El verano de las películas no existe
Dos películas recogen mis dos visiones más idílicas del verano. No es que yo tuviera esas ideas en mi cabeza y acabara encontrándolas en el cine, sino más bien lo contrario, la ficción ha insertado en mí una memoria inventada y una proyección inalcanzable. Una de ellas pertenece al verano de quedarse y, la otra, al de irse. Hace tiempo, TVE había entrado en uno de sus clásicos bucles reponiendo cada año por estas fechas Bajarse al moro, la película de Fernando Colomo en la que aparece un Madrid en el que los grupos de música ensayaban ruidosamente en las terrazas y las chicas que sabían mucho de la vida, bebían té y fumaban porros, pintaban dibujos en las paredes de sus casas. Yo, arrastrada por mi familia a destinos de veraneo, estaba segura de que el agosto madrileño que se me ocultaba era una ciudad tórrida siempre al borde de la aventura.

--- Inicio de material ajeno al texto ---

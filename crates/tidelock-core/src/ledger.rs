//! Token ledger interface and in-memory implementation.
//!
//! The pool engine treats the fungible-token ledger as an external
//! collaborator with standard balance/transfer/approve semantics.
//! [`MemoryTokenLedger`] is suitable for testing; a production
//! integration adapts the real asset ledger behind the same trait.

use std::collections::HashMap;

use crate::error::LedgerError;
use crate::types::{AccountId, Amount};

/// Balance and transfer operations of a single fungible token.
///
/// All operations either complete fully or fail with no effect.
/// Not thread-safe; callers serialize access, matching the engine's
/// one-operation-at-a-time execution model.
pub trait TokenLedger {
    /// Current balance of `account`.
    fn balance_of(&self, account: &AccountId) -> Amount;

    /// Set the amount `spender` may pull from `owner` via
    /// [`transfer_from`](Self::transfer_from).
    fn approve(&mut self, owner: &AccountId, spender: &AccountId, amount: Amount);

    /// Remaining allowance from `owner` to `spender`.
    fn allowance(&self, owner: &AccountId, spender: &AccountId) -> Amount;

    /// Move `amount` from `from` to `to`.
    fn transfer(
        &mut self,
        from: &AccountId,
        to: &AccountId,
        amount: Amount,
    ) -> Result<(), LedgerError>;

    /// Move `amount` from `from` to `to` on behalf of `spender`,
    /// consuming allowance.
    fn transfer_from(
        &mut self,
        spender: &AccountId,
        from: &AccountId,
        to: &AccountId,
        amount: Amount,
    ) -> Result<(), LedgerError>;
}

/// In-memory token ledger for tests and simulations.
#[derive(Debug, Clone, Default)]
pub struct MemoryTokenLedger {
    balances: HashMap<AccountId, Amount>,
    allowances: HashMap<(AccountId, AccountId), Amount>,
}

impl MemoryTokenLedger {
    pub fn new() -> Self {
        Self::default()
    }

    /// Credit `amount` to `account` out of thin air.
    pub fn mint(&mut self, account: &AccountId, amount: Amount) {
        *self.balances.entry(*account).or_insert(0) += amount;
    }

    /// Sum of all balances.
    pub fn total_supply(&self) -> Amount {
        self.balances.values().sum()
    }

    fn debit(&mut self, from: &AccountId, amount: Amount) -> Result<(), LedgerError> {
        let have = self.balance_of(from);
        if have < amount {
            return Err(LedgerError::InsufficientBalance { have, need: amount });
        }
        self.balances.insert(*from, have - amount);
        Ok(())
    }
}

impl TokenLedger for MemoryTokenLedger {
    fn balance_of(&self, account: &AccountId) -> Amount {
        self.balances.get(account).copied().unwrap_or(0)
    }

    fn approve(&mut self, owner: &AccountId, spender: &AccountId, amount: Amount) {
        self.allowances.insert((*owner, *spender), amount);
    }

    fn allowance(&self, owner: &AccountId, spender: &AccountId) -> Amount {
        self.allowances.get(&(*owner, *spender)).copied().unwrap_or(0)
    }

    fn transfer(
        &mut self,
        from: &AccountId,
        to: &AccountId,
        amount: Amount,
    ) -> Result<(), LedgerError> {
        self.debit(from, amount)?;
        *self.balances.entry(*to).or_insert(0) += amount;
        Ok(())
    }

    fn transfer_from(
        &mut self,
        spender: &AccountId,
        from: &AccountId,
        to: &AccountId,
        amount: Amount,
    ) -> Result<(), LedgerError> {
        let allowed = self.allowance(from, spender);
        if allowed < amount {
            return Err(LedgerError::InsufficientAllowance { have: allowed, need: amount });
        }
        self.debit(from, amount)?;
        self.allowances.insert((*from, *spender), allowed - amount);
        *self.balances.entry(*to).or_insert(0) += amount;
        Ok(())
    }
}
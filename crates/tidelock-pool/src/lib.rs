//! Time-locked staking pool accounting engine.
//!
//! Stakers lock tokens for a chosen duration and receive shares: a base
//! allocation scaled by the pool's ratcheting share price, plus bonus
//! shares for size and for lock length. Early exits forfeit a
//! time-proportional slice of the principal; half of every penalty is
//! folded into a constant-time reward accumulator (lambda) that pays
//! the remaining stakers in proportion to their shares.
//!
//! The engine is deliberately inert: it never reads a clock and never
//! talks to the outside world except through the [`TokenLedger`] trait
//! its caller supplies. Every operation takes `now` as an argument, so
//! hosts and tests drive time explicitly.
//!
//! ```
//! use primitive_types::U256;
//! use tidelock_core::constants::{COEF, YEAR_SECS};
//! use tidelock_core::ledger::{MemoryTokenLedger, TokenLedger};
//! use tidelock_core::types::{AccountId, PoolParams, TokenId};
//! use tidelock_pool::PoolRegistry;
//!
//! let acct = |n: u8| {
//!     let mut b = [0u8; 32];
//!     b[31] = n;
//!     AccountId(b)
//! };
//! let (alice, custody) = (acct(1), acct(200));
//! let params = PoolParams::new(
//!     TokenId([1u8; 32]),
//!     U256::from(COEF),
//!     100_000 * COEF,
//!     10 * YEAR_SECS,
//!     10,
//!     200,
//!     [10, 10, 10, 20, 50],
//!     [acct(101), acct(102), acct(103), acct(104), custody],
//! );
//!
//! let mut ledger = MemoryTokenLedger::new();
//! ledger.mint(&alice, COEF);
//! ledger.approve(&alice, &custody, u128::MAX);
//!
//! let mut registry = PoolRegistry::new();
//! let id = registry.create_pool(params)?;
//! let pool = registry.pool_mut(id)?;
//! let index = pool.deposit(&mut ledger, &alice, COEF, YEAR_SECS, 0)?;
//! let outcome = pool.withdraw(&mut ledger, &alice, index, YEAR_SECS)?;
//! assert_eq!(outcome.paid_out, COEF);
//! # Ok::<(), tidelock_core::error::TidelockError>(())
//! ```

pub mod math;
pub mod penalty;
pub mod pool;
pub mod price;
pub mod registry;
pub mod reward;
pub mod shares;
pub mod stake;

pub use pool::{Pool, WithdrawOutcome};
pub use registry::PoolRegistry;
pub use shares::ShareBreakdown;
pub use stake::{Stake, StakeStore};

pub use tidelock_core::ledger::TokenLedger;
//! End-to-end and invariant test suite for the Tidelock staking engine.
//!
//! Full multi-staker lifecycles run against a [`MemoryTokenLedger`], and
//! the accounting invariants (share conservation, price monotonicity,
//! token conservation up to integer-division dust) are checked under
//! randomized operation sequences.
//!
//! [`MemoryTokenLedger`]: tidelock_core::ledger::MemoryTokenLedger

pub mod helpers;
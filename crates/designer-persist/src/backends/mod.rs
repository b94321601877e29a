mod file;
mod memory;

pub use file::JsonFileStorage;
pub use memory::InMemoryStorage;
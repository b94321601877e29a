use serde::{Deserialize, Serialize};

/// A binary file submitted alongside a user message (upload or camera capture)
#[derive(Debug, Clone, PartialEq, Eq, Serialize, Deserialize)]
pub struct Attachment {
    pub filename: String,

    /// MIME-type-like classification, e.g. `image/png`
    pub mime_type: String,

    /// Raw file bytes, stored as base64 text inside the persisted blob
    #[serde(default, with = "base64_bytes")]
    pub data: Vec<u8>,
}

impl Attachment {
    pub fn new(
        filename: impl Into<String>,
        mime_type: impl Into<String>,
        data: impl Into<Vec<u8>>,
    ) -> Self {
        Self {
            filename: filename.into(),
            mime_type: mime_type.into(),
            data: data.into(),
        }
    }

    pub fn is_image(&self) -> bool {
        self.mime_type.starts_with("image/")
    }

    pub fn size(&self) -> usize {
        self.data.len()
    }
}

mod base64_bytes {
    use base64::{engine::general_purpose::STANDARD, Engine as _};
    use serde::{Deserialize, Deserializer, Serializer};

    pub fn serialize<S: Serializer>(bytes: &[u8], serializer: S) -> Result<S::Ok, S::Error> {
        serializer.serialize_str(&STANDARD.encode(bytes))
    }

    pub fn deserialize<'de, D: Deserializer<'de>>(deserializer: D) -> Result<Vec<u8>, D::Error> {
        let encoded = String::deserialize(deserializer)?;
        STANDARD.decode(encoded).map_err(serde::de::Error::custom)
    }
}
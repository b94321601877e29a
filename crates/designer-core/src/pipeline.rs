use std::collections::HashMap;
use std::fmt;
use std::sync::Arc;

use designer_client::DesignClient;
use designer_types::{Attachment, Message};
use parking_lot::Mutex;
use serde::{Deserialize, Serialize};
use tokio::sync::mpsc;
use tracing::Instrument;
use uuid::Uuid;

use crate::events::ExchangeEvent;
use crate::exchange::Exchange;
use crate::store::SharedThreadStore;

/// Scope of the "awaiting reply" flag that gates new submissions
#[derive(Debug, Clone, Copy, PartialEq, Eq, Default, Serialize, Deserialize)]
#[serde(rename_all = "snake_case")]
pub enum AwaitPolicy {
    /// Each thread may have one exchange in flight
    #[default]
    PerThread,
    /// One exchange in flight process-wide
    Global,
}

struct AwaitGate {
    policy: AwaitPolicy,
    /// Thread id → exchange currently holding it
    in_flight: HashMap<String, Uuid>,
}

impl AwaitGate {
    fn new(policy: AwaitPolicy) -> Self {
        Self {
            policy,
            in_flight: HashMap::new(),
        }
    }

    fn is_open_for(&self, thread_id: &str) -> bool {
        match self.policy {
            AwaitPolicy::PerThread => !self.in_flight.contains_key(thread_id),
            AwaitPolicy::Global => self.in_flight.is_empty(),
        }
    }

    /// Free the slot only if `exchange_id` still holds it
    fn release(&mut self, thread_id: &str, exchange_id: Uuid) {
        if self.in_flight.get(thread_id) == Some(&exchange_id) {
            self.in_flight.remove(thread_id);
        }
    }
}

/// Gate slot owned by an exchange from `begin` until it settles
///
/// Dropped unsettled (exchange discarded, future cancelled or task aborted), it
/// replaces the placeholder with the failure notice. Either way the slot is freed.
pub(crate) struct InFlight {
    store: SharedThreadStore,
    gate: Arc<Mutex<AwaitGate>>,
    exchange_id: Uuid,
    thread_id: String,
    settled: bool,
}

impl InFlight {
    fn settle(mut self) {
        self.settled = true;
    }
}

impl fmt::Debug for InFlight {
    fn fmt(&self, f: &mut fmt::Formatter<'_>) -> fmt::Result {
        f.debug_struct("InFlight")
            .field("exchange_id", &self.exchange_id)
            .field("thread_id", &self.thread_id)
            .field("settled", &self.settled)
            .finish()
    }
}

impl Drop for InFlight {
    fn drop(&mut self) {
        if !self.settled {
            tracing::warn!(
                exchange_id = %self.exchange_id,
                thread_id = %self.thread_id,
                "Exchange abandoned before settling"
            );
            self.store
                .lock()
                .settle_placeholder(&self.thread_id, Message::failure_notice());
        }
        self.gate.lock().release(&self.thread_id, self.exchange_id);
    }
}

/// Turns submissions into durable exchanges
///
/// `begin` appends the user message and the placeholder in one store step;
/// `complete` awaits the remote client and replaces the placeholder with the
/// reply or the failure notice. Failures never escape the pipeline.
#[derive(Clone)]
pub struct MessagePipeline {
    store: SharedThreadStore,
    client: Arc<dyn DesignClient>,
    gate: Arc<Mutex<AwaitGate>>,
}

impl MessagePipeline {
    pub fn new(store: SharedThreadStore, client: Arc<dyn DesignClient>) -> Self {
        Self::with_policy(store, client, AwaitPolicy::default())
    }

    pub fn with_policy(
        store: SharedThreadStore,
        client: Arc<dyn DesignClient>,
        policy: AwaitPolicy,
    ) -> Self {
        Self {
            store,
            client,
            gate: Arc::new(Mutex::new(AwaitGate::new(policy))),
        }
    }

    pub fn store(&self) -> &SharedThreadStore {
        &self.store
    }

    pub fn policy(&self) -> AwaitPolicy {
        self.gate.lock().policy
    }

    pub fn is_awaiting(&self, thread_id: &str) -> bool {
        self.gate.lock().in_flight.contains_key(thread_id)
    }

    pub fn is_awaiting_any(&self) -> bool {
        !self.gate.lock().in_flight.is_empty()
    }

    /// Whether a submission to the active thread would currently be accepted
    pub fn can_submit(&self) -> bool {
        let gate = self.gate.lock();
        let store = self.store.lock();
        gate.is_open_for(store.active_thread_id())
    }

    /// Validate a submission and record it against the active thread
    ///
    /// Returns `None` without touching any state when both the text and the
    /// attachments are empty, when the awaiting gate is closed, or when the
    /// active pointer no longer resolves to a thread.
    pub fn begin(&self, text: impl Into<String>, attachments: Vec<Attachment>) -> Option<Exchange> {
        let text = text.into();
        if text.trim().is_empty() && attachments.is_empty() {
            tracing::debug!("Rejected empty submission");
            return None;
        }

        let mut gate = self.gate.lock();
        let mut store = self.store.lock();
        let thread_id = store.active_thread_id().to_string();

        if !gate.is_open_for(&thread_id) {
            tracing::debug!(thread_id = %thread_id, "Rejected submission while awaiting a reply");
            return None;
        }

        let mut exchange = Exchange::new(thread_id.clone(), text, attachments);
        if !store.append_exchange(&thread_id, exchange.user_message(), Message::placeholder()) {
            tracing::warn!(thread_id = %thread_id, "Active thread vanished, submission dropped");
            return None;
        }
        exchange.mark_submitted();
        gate.in_flight.insert(thread_id.clone(), exchange.id());
        exchange.hold(InFlight {
            store: Arc::clone(&self.store),
            gate: Arc::clone(&self.gate),
            exchange_id: exchange.id(),
            thread_id,
            settled: false,
        });

        tracing::info!(
            exchange_id = %exchange.id(),
            thread_id = exchange.thread_id(),
            attachments = exchange.attachments().len(),
            "Exchange submitted"
        );
        Some(exchange)
    }

    /// Await the remote reply and settle the exchange
    ///
    /// The reply is routed to the thread captured at submission time. If that
    /// thread was deleted meanwhile, the reply is dropped silently. An exchange
    /// that already settled is returned unchanged.
    pub async fn complete(&self, mut exchange: Exchange) -> Exchange {
        let Some(in_flight) = exchange.take_in_flight() else {
            tracing::warn!(
                exchange_id = %exchange.id(),
                state = ?exchange.state(),
                "Exchange is not in flight, nothing to complete"
            );
            return exchange;
        };

        let span = tracing::info_span!(
            "exchange",
            id = %exchange.id(),
            thread_id = exchange.thread_id()
        );

        async {
            let request = exchange.start_awaiting();
            let reply = self.client.send_design_request(request).await;
            if let Err(e) = &reply {
                tracing::warn!(error = %e, "Remote design request failed");
            }

            let terminal = exchange.settle(reply);
            let replaced = self
                .store
                .lock()
                .settle_placeholder(exchange.thread_id(), terminal);
            in_flight.settle();

            if replaced {
                tracing::info!(state = ?exchange.state(), "Exchange settled");
            } else {
                tracing::debug!("Target thread no longer holds the placeholder, reply dropped");
            }
        }
        .instrument(span)
        .await;

        exchange
    }

    /// Submit and wait for the exchange to settle
    pub async fn submit(
        &self,
        text: impl Into<String>,
        attachments: Vec<Attachment>,
    ) -> Option<Exchange> {
        let exchange = self.begin(text, attachments)?;
        Some(self.complete(exchange).await)
    }

    /// Submit and await the reply on a background task
    ///
    /// The submission itself is recorded before this returns. Outside a Tokio
    /// runtime the submission is rejected without touching any state.
    pub fn spawn_submit(
        &self,
        text: impl Into<String>,
        attachments: Vec<Attachment>,
    ) -> Option<mpsc::Receiver<ExchangeEvent>> {
        let Ok(runtime) = tokio::runtime::Handle::try_current() else {
            tracing::warn!("No Tokio runtime available, submission rejected");
            return None;
        };
        let exchange = self.begin(text, attachments)?;
        let (tx, rx) = mpsc::channel(4);
        let pipeline = self.clone();

        runtime.spawn(async move {
            let exchange_id = exchange.id().to_string();
            let thread_id = exchange.thread_id().to_string();
            let _ = tx
                .send(ExchangeEvent::Submitted {
                    exchange_id: exchange_id.clone(),
                    thread_id: thread_id.clone(),
                })
                .await;

            let exchange = pipeline.complete(exchange).await;
            if let Some(message) = exchange.terminal_message() {
                let _ = tx
                    .send(ExchangeEvent::Settled {
                        exchange_id,
                        thread_id,
                        state: exchange.state(),
                        message: message.clone(),
                    })
                    .await;
            }
        });

        Some(rx)
    }
}
#![allow(dead_code)]

use std::sync::Arc;

use anyhow::{anyhow, Result};
use async_trait::async_trait;
use designer_client::{DesignClient, DesignRequest};
use designer_core::{MessagePipeline, AwaitPolicy, SharedThreadStore, ThreadStore};
use designer_persist::{InMemoryStorage, Persistence};
use parking_lot::Mutex;
use tokio::sync::Notify;

/// Replies with a fixed text and records every request
#[derive(Default)]
pub struct ScriptedClient {
    pub reply: String,
    pub requests: Mutex<Vec<DesignRequest>>,
}

impl ScriptedClient {
    pub fn replying(reply: &str) -> Arc<Self> {
        Arc::new(Self {
            reply: reply.to_string(),
            requests: Mutex::new(Vec::new()),
        })
    }
}

#[async_trait]
impl DesignClient for ScriptedClient {
    async fn send_design_request(&self, request: DesignRequest) -> Result<String> {
        self.requests.lock().push(request);
        Ok(self.reply.clone())
    }
}

pub struct FailingClient;

#[async_trait]
impl DesignClient for FailingClient {
    async fn send_design_request(&self, _request: DesignRequest) -> Result<String> {
        Err(anyhow!("service unavailable"))
    }
}

/// Holds every request until `release` is notified
pub struct GatedClient {
    pub release: Arc<Notify>,
    pub reply: String,
}

impl GatedClient {
    pub fn new(reply: &str) -> (Arc<Self>, Arc<Notify>) {
        let release = Arc::new(Notify::new());
        let client = Arc::new(Self {
            release: Arc::clone(&release),
            reply: reply.to_string(),
        });
        (client, release)
    }
}

#[async_trait]
impl DesignClient for GatedClient {
    async fn send_design_request(&self, _request: DesignRequest) -> Result<String> {
        self.release.notified().await;
        Ok(self.reply.clone())
    }
}

/// Never settles
pub struct PendingClient;

#[async_trait]
impl DesignClient for PendingClient {
    async fn send_design_request(&self, _request: DesignRequest) -> Result<String> {
        std::future::pending::<()>().await;
        unreachable!()
    }
}

pub fn open_store() -> (InMemoryStorage, SharedThreadStore) {
    let storage = InMemoryStorage::new();
    let store = ThreadStore::open(Persistence::new(Arc::new(storage.clone()))).into_shared();
    (storage, store)
}

pub fn pipeline_with(client: Arc<dyn DesignClient>, policy: AwaitPolicy) -> MessagePipeline {
    let (_, store) = open_store();
    MessagePipeline::with_policy(store, client, policy)
}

Por tanto, me iba. Y aunque me marchara, jamás han tenido mis vacaciones el glamour del pijama de seda y la escritura concienzuda frente al mar de Palamós del que disfrutó Truman Capote durante tres temporadas estivales consecutivas para escribir A sangre fría. La luz con la que rodó esas escenas Bennett Miller en Capote es la que me viene a la cabeza cuando sueño, en los inviernos, los veranos del futuro. De igual manera, si hubiera visto Call me by your name con veinte años, habría sufrido mucho esperando que algún día llegaran mis vacaciones en una villa italiana renacentista rodeada de libros, idiomas y sexo. La amnesia recurrente de todos los inviernos me hace olvidar que no soy yo la que da forma a los veranos, sino que estos me dan forma a mí. No hay voluntad ni determinación en el verano (salvo en el cine): somos turistas estresados, veraneantes torpes, rígidos visitantes en sus manos.
Este año saqué billetes de tren, pues en mi escala de glamour cinematográfico los trenes están muy por encima de la ansiedad de los vuelos o de los coches abarrotados de maletas, bolsas y objetos —los llamados “por si acasos” de última hora—, que en mi infancia, con la habitual xenofobia cotidiana, se decía que eran coches como de los portugueses, como de los marroquíes o como de los franceses. Siempre eran los vecinos los que cruzaban nuestra península hasta los topes, cuando nosotros íbamos igual que ellos.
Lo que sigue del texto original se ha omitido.